Covid, Mattia: "Macché paziente uno, la diffusione del virus non è colpa mia"

Codogno, il manager primo caso diagnosticato in Italia: "Ho rifiutato l’assistenza psicologica. Il morbo circolava da tempo"

Mattia Maestri, 38 anni, con la moglie Valentina e la piccola Giulia di 4 mesi

Mattia Maestri, 38 anni, con la moglie Valentina e la piccola Giulia di 4 mesi

Tutta l'Italia lo ha conosciuto come il paziente 1, il primo caso di malato di Coronavirus nel nostro Paese. Era lo scorso febbraio, la malattia pareva relegata in Cina. Quando Mattia Maestri, 38enne di Codogno, venne ricoverato per Covid, l’Italia capì che il contagio era arrivato. Eppure questo manager lombardo amante dello sport non accetta di essere considerato il primo pezzo della lunga catena di contagi, ricoveri e dolore che ha scosso la penisola. "Non ho sensi di colpa", spiega lucido. Perché dopo mesi di terapia, cure e riflessioni ha una certezza granitica, supportata anche da pareri sanitari: il virus era già in circolazione da tempo, ben prima di quel 20 febbraio quando lui fu ricoverato all’ospedale di Codogno con una grave polmonite e uno stato sanitario inspiegabile per una persona così giovane, sana e in forma. Il ricordo ricorrente è lo choc per la morte del padre, deceduto il 19 marzo scorso proprio a causa del Coronavirus. Un lutto che è una ferita aperta ma che Maestri ha cercato di rielaborare da solo, con le sue forze.

Maestri, tutti la conoscono come il paziente 1. Quante le pesa questa definizione?

"Sinceramente non credo di essere io la persona che ha portato un virus così pericoloso in Italia. E confesso che non mi pesa essere chiamato paziente 1".

Molti l’hanno definita così però fin dall’inizio. E si parlò a lungo di come si era contagiato...

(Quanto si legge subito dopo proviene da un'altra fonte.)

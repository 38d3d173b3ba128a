//! Screening pipeline: fetch a universe, compute metrics, rank, forecast.

pub mod screener;
pub mod universe;

pub use screener::*;
pub use universe::*;
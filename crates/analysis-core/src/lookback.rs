use chrono::{DateTime, Duration, Months, Utc};
use serde::{Deserialize, Serialize};
use std::fmt;
use std::str::FromStr;

use crate::AnalysisError;

/// History window requested from a data source, counted back from "now".
#[derive(Debug, Clone, Copy, PartialEq, Eq, Serialize, Deserialize)]
#[serde(tag = "unit", content = "count", rename_all = "snake_case")]
pub enum Lookback {
    Days(u32),
    Weeks(u32),
    Months(u32),
    Years(u32),
}

impl Default for Lookback {
    fn default() -> Self {
        Lookback::Months(2)
    }
}

impl Lookback {
    /// First instant covered by the window ending at `end`.
    pub fn start_from(&self, end: DateTime<Utc>) -> DateTime<Utc> {
        let months = match *self {
            Lookback::Days(d) => return end - Duration::days(d as i64),
            Lookback::Weeks(w) => return end - Duration::weeks(w as i64),
            Lookback::Months(m) => m,
            Lookback::Years(y) => y.saturating_mul(12),
        };
        end.checked_sub_months(Months::new(months))
            .unwrap_or(DateTime::<Utc>::MIN_UTC)
    }
}

impl fmt::Display for Lookback {
    fn fmt(&self, f: &mut fmt::Formatter<'_>) -> fmt::Result {
        match self {
            Lookback::Days(n) => write!(f, "{}d", n),
            Lookback::Weeks(n) => write!(f, "{}w", n),
            Lookback::Months(n) => write!(f, "{}mo", n),
            Lookback::Years(n) => write!(f, "{}y", n),
        }
    }
}

impl FromStr for Lookback {
    type Err = AnalysisError;

    fn from_str(s: &str) -> Result<Self, Self::Err> {
        let s = s.trim().to_ascii_lowercase();
        let split = s
            .find(|c: char| !c.is_ascii_digit())
            .ok_or_else(|| AnalysisError::InvalidData(format!("lookback '{}' has no unit", s)))?;
        let (count, unit) = s.split_at(split);
        let count: u32 = count
            .parse()
            .map_err(|_| AnalysisError::InvalidData(format!("lookback '{}' has no count", s)))?;
        if count == 0 {
            return Err(AnalysisError::InvalidData("lookback must be positive".to_string()));
        }

        match unit {
            "d" | "day" | "days" => Ok(Lookback::Days(count)),
            "w" | "wk" | "week" | "weeks" => Ok(Lookback::Weeks(count)),
            "mo" | "month" | "months" => Ok(Lookback::Months(count)),
            "y" | "year" | "years" => Ok(Lookback::Years(count)),
            other => Err(AnalysisError::InvalidData(format!(
                "unknown lookback unit '{}'",
                other
            ))),
        }
    }
}

#[cfg(test)]
mod tests {
    use super::*;
    use chrono::TimeZone;

    #[test]
    fn test_parse_units() {
        assert_eq!("2mo".parse::<Lookback>().unwrap(), Lookback::Months(2));
        assert_eq!("60d".parse::<Lookback>().unwrap(), Lookback::Days(60));
        assert_eq!("3W".parse::<Lookback>().unwrap(), Lookback::Weeks(3));
        assert_eq!(" 1y ".parse::<Lookback>().unwrap(), Lookback::Years(1));
    }

    #[test]
    fn test_parse_rejects_garbage() {
        assert!("".parse::<Lookback>().is_err());
        assert!("60".parse::<Lookback>().is_err());
        assert!("mo".parse::<Lookback>().is_err());
        assert!("0d".parse::<Lookback>().is_err());
        assert!("5q".parse::<Lookback>().is_err());
    }

    #[test]
    fn test_default_is_two_months() {
        assert_eq!(Lookback::default(), Lookback::Months(2));
        assert_eq!(Lookback::default().to_string(), "2mo");
    }

    #[test]
    fn test_start_from_calendar_months() {
        let end = Utc.with_ymd_and_hms(2025, 3, 31, 12, 0, 0).unwrap();
        let start = Lookback::Months(1).start_from(end);
        // Clamped to the last day of February
        assert_eq!(start, Utc.with_ymd_and_hms(2025, 2, 28, 12, 0, 0).unwrap());

        let start = Lookback::Days(10).start_from(end);
        assert_eq!(start, Utc.with_ymd_and_hms(2025, 3, 21, 12, 0, 0).unwrap());
    }
}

"La cosa sicura è che sono il paziente che è stato certificato per primo. Ma non penso proprio di essere il paziente numero 1, visto che la malattia era già in giro ben prima del mio ricovero".

Si è mai chiesto perché si sia ammalato? Se può avere contagiato altre persone?

"Quando sono stato ricoverato non sapevamo che il Covid potesse essere in giro anche in Italia. Nella mia testa non ho un ricordo particolare, non ho sensazioni di paura o sensi di colpa".

È stato difficile saltarci fuori?

"Sia al lavoro sia in ospedale mi hanno proposto un supporto psicologico per aiutarmi a superare questo choc. Ho detto di non averne bisogno".

Perché?

"L’importante è avercela fatta, aver superato questa terribile malattia ed essere qui con mia moglie e mia figlia".

Nel frattempo suo padre ha perso la vita per il Coronavirus.

"La cosa più dolorosa della mia terribile vicenda è proprio aver perso mio padre. Quando l’ho scoperto è stato terribile".

Ora lei come si sente?

"Molto bene. Pian piano ho recuperato la mia forma fisica. Dopo quasi cinque mesi dal mio risveglio al San Matteo ho ripreso tutti i venti chili che avevo perso dopo essere stato quasi un mese intubato. Ho ricominciato anche a correre, ma sento di non essere in grado di fare lunghi percorsi".

Sul volto ha ancora i segni del ricovero in terapia intensiva.

"Sì, è quello che rimane del tubo usato in terapia intensiva a Pavia. Il chirurgo plastico mi ha detto che potrei toglierlo con una piccola operazione, per ora però non ho ancora deciso se toglierlo o lasciarlo".

Qual è ora il suo sogno?

"Ne avrei uno sportivo: quello di partecipare a un Ironman (una gara di 3,8 km di nuoto, 180 km di ciclismo e 42,195 km di corsa, ndr). Avevo comprato la bici prima di tutto quello è accaduto. Forse un giorno riuscirò a farlo".

Nei giorni più difficili, quelli che l’hanno costretto a lottare per la vita nel reparto di terapia intensiva al San Matteo di Pavia, Maestri non ha mai mollato, come fanno i migliori maratoneti. Dimesso alla fine di marzo dopo una cura sperimentale con un cocktail di antivirali e farmaci utilizzati per contrastare l’Hiv, Maestri ha avuto sempre al suo fianco la moglie Valentina, la piccola Giulia, la figlia nata quattro mesi fa mentre lui lottava contro il Covid.